Savio D’Souza, a former national marathon champion and popular running coach in Mumbai, has taken some of these Ladakhi athletes under his wing. He believes they have the right combination of ambition, discipline and physical capacity to make it to the top. He says, “The Sports Authority of India talks of working at the grassroots, well, this is where the grassroots is, in places like Ladakh. They need to take charge of these athletes and train them professionally.”
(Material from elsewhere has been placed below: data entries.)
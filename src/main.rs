use std::sync::Arc;

use log::{error, info, warn};
use time::OffsetDateTime;
use tokio::io::{stdin, AsyncBufReadExt, BufReader};

use station_stats::config::StationConfig;
use station_stats::derived::{air_density, dew_point, DerivedRanges};
use station_stats::stats::{
    Aggregator, Completion, RecomputeCoalescer, Representative, WindStatistics,
    WindStatisticsCalculator,
};
use station_stats::telegram::decode_hex;
use station_stats::utils::{duration_to_seconds, format_datetime, from_posix};
use station_stats::{Channel, Reading, ReadingValue};

/// Parse one `<posix-seconds> <16 hex digits>` replay line
fn parse_line(line: &str) -> Result<Reading, Box<dyn std::error::Error>> {
    let mut fields = line.split_whitespace();
    let stamp = fields.next().ok_or("missing timestamp")?.parse::<i32>()?;
    let telegram = decode_hex(fields.next().ok_or("missing telegram")?)?;
    Ok(Reading::new(from_posix(stamp), ReadingValue::from(telegram)))
}

fn log_window(aggregator: &mut Aggregator, derived: DerivedRanges, config: &StationConfig) {
    let (summary, ranges) = aggregator.close(Representative::Mean);
    let display = ranges.ranges().with_minimum_sizes(&config.min_range_sizes);
    let derived =
        derived.with_minimum_sizes(config.min_dew_point_range, config.min_air_density_range);

    info!(
        "Window {} -> {} ({} s): {} samples",
        format_datetime(&summary.begin_stamp()),
        format_datetime(&summary.end_stamp()),
        duration_to_seconds(summary.time_span()),
        summary.count()
    );
    info!("  Mean: {}", summary.values());
    for channel in Channel::ALL {
        match display.get(channel) {
            Some(range) => info!(
                "  {} display range: {:.3} .. {:.3}",
                channel.name(),
                range.low(),
                range.high()
            ),
            None => info!("  {}: no valid samples", channel.name()),
        }
    }
    info!(
        "  Dew point {:.1} °C, air density {:.3} kg/m³",
        dew_point(summary.values()),
        air_density(summary.values())
    );
    if let Some(range) = derived.dew_point() {
        info!(
            "  dew point display range: {:.1} .. {:.1}",
            range.low(),
            range.high()
        );
    }
    if let Some(range) = derived.air_density() {
        info!(
            "  air density display range: {:.3} .. {:.3}",
            range.low(),
            range.high()
        );
    }
}

fn log_wind(statistics: &WindStatistics) {
    info!(
        "Wind statistics: {} samples ({} skipped), mean {:.2} m/s",
        statistics.sample_count(),
        statistics.skipped(),
        statistics.arithmetic_mean_speed()
    );
    info!(
        "  Weibull shape {:.2}, scale {:.2} m/s, fitted mean {:.2} m/s",
        statistics.theta(),
        statistics.beta(),
        statistics.weibull_average()
    );
    if let Some(strongest) = statistics
        .direction_energy()
        .iter()
        .max_by(|a, b| a.power.total_cmp(&b.power))
        .filter(|sector| sector.frequency > 0)
    {
        info!(
            "  Most energetic sector: {:.1}° ({} samples)",
            strongest.direction, strongest.frequency
        );
    }
}

async fn replay(config: StationConfig) -> Result<(), Box<dyn std::error::Error>> {
    info!("Replaying station telegrams from stdin");

    let wind = config.wind;
    // Closed windows are shared, so each submit copies only the handles
    let (coalescer, mut completions) =
        RecomputeCoalescer::spawn(move |history: Vec<Arc<[Reading]>>| {
            WindStatisticsCalculator::calculate(wind, history.iter().flat_map(|w| w.iter()))
        });

    let reporter = tokio::spawn(async move {
        while let Some(completion) = completions.recv().await {
            match completion {
                Completion::Finished { seq, result } => {
                    info!("Statistics batch {} complete", seq);
                    log_wind(&result);
                }
                Completion::Failed { seq, error } => {
                    error!("Statistics batch {} failed: {}", seq, error)
                }
            }
        }
    });

    let mut lines = BufReader::new(stdin()).lines();
    let mut aggregator = Aggregator::new();
    let mut derived = DerivedRanges::new();
    let mut window_start: Option<OffsetDateTime> = None;
    let mut window: Vec<Reading> = Vec::new();
    let mut history: Vec<Arc<[Reading]>> = Vec::new();

    while let Some(line) = lines.next_line().await? {
        if line.trim().is_empty() || line.starts_with('#') {
            continue;
        }
        let reading = match parse_line(&line) {
            Ok(reading) => reading,
            Err(e) => {
                warn!("Skipping line '{}': {}", line, e);
                continue;
            }
        };

        let start = *window_start.get_or_insert(reading.stamp);
        if reading.stamp - start >= config.window {
            log_window(&mut aggregator, std::mem::take(&mut derived), &config);
            history.push(Arc::from(std::mem::take(&mut window)));
            coalescer.submit(history.clone());
            window_start = Some(reading.stamp);
        }

        aggregator.push(&reading);
        derived.fold(&reading.values);
        window.push(reading);
    }

    if !aggregator.is_empty() {
        log_window(&mut aggregator, derived, &config);
        history.push(Arc::from(window));
        coalescer.submit(history);
    }

    // Runs the last submitted batch before the reporter drains
    coalescer.shutdown().await;
    reporter.await?;

    Ok(())
}

#[tokio::main]
async fn main() -> Result<(), Box<dyn std::error::Error>> {
    // Initialize logging
    env_logger::Builder::from_default_env()
        .filter_level(log::LevelFilter::Info)
        .format_timestamp_secs()
        .init();

    // Load configuration
    let config = match StationConfig::new() {
        Ok(config) => config,
        Err(e) => {
            error!("Failed to load configuration: {}", e);
            return Err(e.into());
        }
    };

    // Handle Ctrl+C gracefully
    let (tx, mut rx) = tokio::sync::oneshot::channel();
    tokio::spawn(async move {
        match tokio::signal::ctrl_c().await {
            Ok(()) => {
                let _ = tx.send(());
            }
            Err(e) => {
                error!("Failed to listen for Ctrl+C: {}", e);
                // keep the sender alive so replay is not cut short
                let _tx = tx;
                std::future::pending::<()>().await;
            }
        }
    });

    tokio::select! {
        result = replay(config) => {
            match result {
                Ok(_) => info!("Replay completed successfully"),
                Err(e) => error!("Fatal error: {}", e),
            }
        }
        _ = &mut rx => {
            info!("Program terminated by user. Exiting gracefully.");
        }
    }

    Ok(())
}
The Indian authorities need not look far for further evidence of Ladakhi potential. A glance across the Himalayas into China would be an eye opener. In 2017, the breakout stars at the 13th National Games held in Tanjin, in north east China were Topgyal, a marathon runner who represented China at Rio 2016; and Cheoying Kyi, a race walk silver medalist from London 2012. Both of them are of Tibetan origin and come from the same genetic stock as the Ladakhis. As usual, the Chinese are ahead of the game. Even the Nepalese have managed to identify and tap into the tremendous endurance potential of their mountain communities and fielded a men’s and women’s team at the Trail World Championships in May 2018. With two world-class distance running events taking place annually in Ladakh, a symbiotic feeder system, from a common talent pool could be created and nurtured to perform on the international stage. This requires participation from all stakeholders within sports federations, the government, the private sector and most importantly, the people of Ladakh themselves.

Running The High Road from Harvest Pictures on Vimeo.

Sidharth Singh is a documentary filmmaker and sports broadcaster. He runs Harvest Pictures, a film production house based in Mumbai.